Data dan fakta menunjukan bahwa lebih dari 90% pengelolaan landang Migas dikuasai Perusahaan Asing, sedangkan BUMN dan BUMS hanya menguasai 10%. Komposisi tersebut, selain berpotensi untuk melanggar amanah konstitusi UUD 1945, juga menyulitkan bagi Pemerintah untuk melakukan kontrol terhadap besaran lifting, penetapan harga pokok produksi dan const of recovery, serta jumlah pajak yang harus disetor ke negara. PSE UGM mendesak pemerintah untuk melakukan renegoisasi pengelolan Migas yang lebih menguntungkan bagi bangsa Indonesia.
PSE UGM mendesak Pemerintah untuk melakukan PENGUATAN PERAN BUMN dan SWASTA NASIONAL dalam Pengelolaan Pertambangan di Indonesia untuk mengambil alih kontrak-kontrak pertambangan menjelang berakhirnya kontrak karya kontraktor asing dalam rangka mengemban “misi nasional” sesuai dengan amanah konstitusi Pasal 33 UUD 1945.
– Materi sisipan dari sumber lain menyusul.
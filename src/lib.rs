//! Customer-side core of the PZ storefront: catalog, account dashboard,
//! checkout through the payment gateway and launcher license provisioning,
//! all backed by the storefront REST API.

pub mod api;
pub mod catalog;
pub mod config;
pub mod dashboard;
pub mod error;
pub mod flows;
pub mod handlers;
pub mod models;
pub mod payments;
pub mod session;
pub mod storage;
pub mod util;
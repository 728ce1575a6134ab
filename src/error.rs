//! Error types for the storefront client.

use axum::{
    http::StatusCode,
    response::{IntoResponse, Response},
};
use thiserror::Error;

/// Informal error categories the storefront reacts to differently.
#[derive(Debug, Clone, Copy, PartialEq, Eq)]
pub enum ErrorKind {
    /// Missing form fields, duplicate domain. Recoverable in place.
    Validation,
    /// Missing or expired token, 401. Forces a new login.
    Authentication,
    /// Transport or server failure. Surfaced per call.
    Network,
    /// Payment could not be confirmed. Terminal for the thank-you flow.
    PaymentVerification,
}

#[derive(Debug, Error)]
pub enum AppError {
    #[error("Bad request: {0}")]
    BadRequest(String),

    #[error("Domain {0} already has a license")]
    DuplicateDomain(String),

    #[error("Not authenticated")]
    Unauthorized,

    #[error("Not found: {0}")]
    NotFound(String),

    #[error("API error ({status}): {message}")]
    Upstream { status: u16, message: String },

    #[error("Network error: {0}")]
    Network(#[from] reqwest::Error),

    #[error("Payment verification failed: {0}")]
    PaymentVerification(String),

    #[error("Internal error: {0}")]
    Internal(String),
}

impl AppError {
    pub fn kind(&self) -> ErrorKind {
        match self {
            AppError::BadRequest(_) | AppError::DuplicateDomain(_) => ErrorKind::Validation,
            AppError::Unauthorized => ErrorKind::Authentication,
            AppError::PaymentVerification(_) => ErrorKind::PaymentVerification,
            AppError::NotFound(_)
            | AppError::Upstream { .. }
            | AppError::Network(_)
            | AppError::Internal(_) => ErrorKind::Network,
        }
    }

    /// Page the customer must be sent to after this error, if any.
    pub fn redirect_target(&self) -> Option<&'static str> {
        match self.kind() {
            ErrorKind::Authentication => Some("/login"),
            _ => None,
        }
    }
}

impl IntoResponse for AppError {
    fn into_response(self) -> Response {
        let status = match &self {
            AppError::BadRequest(_) | AppError::DuplicateDomain(_) => StatusCode::BAD_REQUEST,
            AppError::Unauthorized => StatusCode::UNAUTHORIZED,
            AppError::NotFound(_) => StatusCode::NOT_FOUND,
            AppError::PaymentVerification(_) => StatusCode::PAYMENT_REQUIRED,
            AppError::Upstream { .. } | AppError::Network(_) => StatusCode::BAD_GATEWAY,
            AppError::Internal(_) => StatusCode::INTERNAL_SERVER_ERROR,
        };

        if status.is_server_error() {
            tracing::error!("{}", self);
        }

        (status, self.to_string()).into_response()
    }
}

pub type Result<T> = std::result::Result<T, AppError>;

/// Map a failed API response to an error.
///
/// `domain` is the domain the request was about, used when the API reports a
/// unique-index violation on license creation.
pub(crate) fn map_upstream_error(status: u16, message: &str, domain: Option<&str>) -> AppError {
    let lower_message = message.to_lowercase();

    match status {
        401 | 403 => AppError::Unauthorized,
        400 if lower_message.contains("duplicate key") => {
            AppError::DuplicateDomain(domain.unwrap_or_default().to_string())
        }
        400 | 422 => AppError::BadRequest(message.to_string()),
        404 => AppError::NotFound(message.to_string()),
        _ => AppError::Upstream {
            status,
            message: message.to_string(),
        },
    }
}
Data dan fakta menunjukan bahwa ketersediaan energi fosil semakin menurun, yang pada saat akan habis. PSE UGM mendesak Pemerintah untuk segera melakukan Migrasi dari BBM, yang subsidi content tinggi, dengan BBG, yang subsidi content lebih rendah. Dalam jangka menengah dan jangka panjang, Pemerintah harus mengembangkan energi baru dan terbarukan dengan mengakomodasi hasil-hasil Penelitian yang sudah dihasilkan oleh Perguruan Tinggi dan Lembaga Penelitian.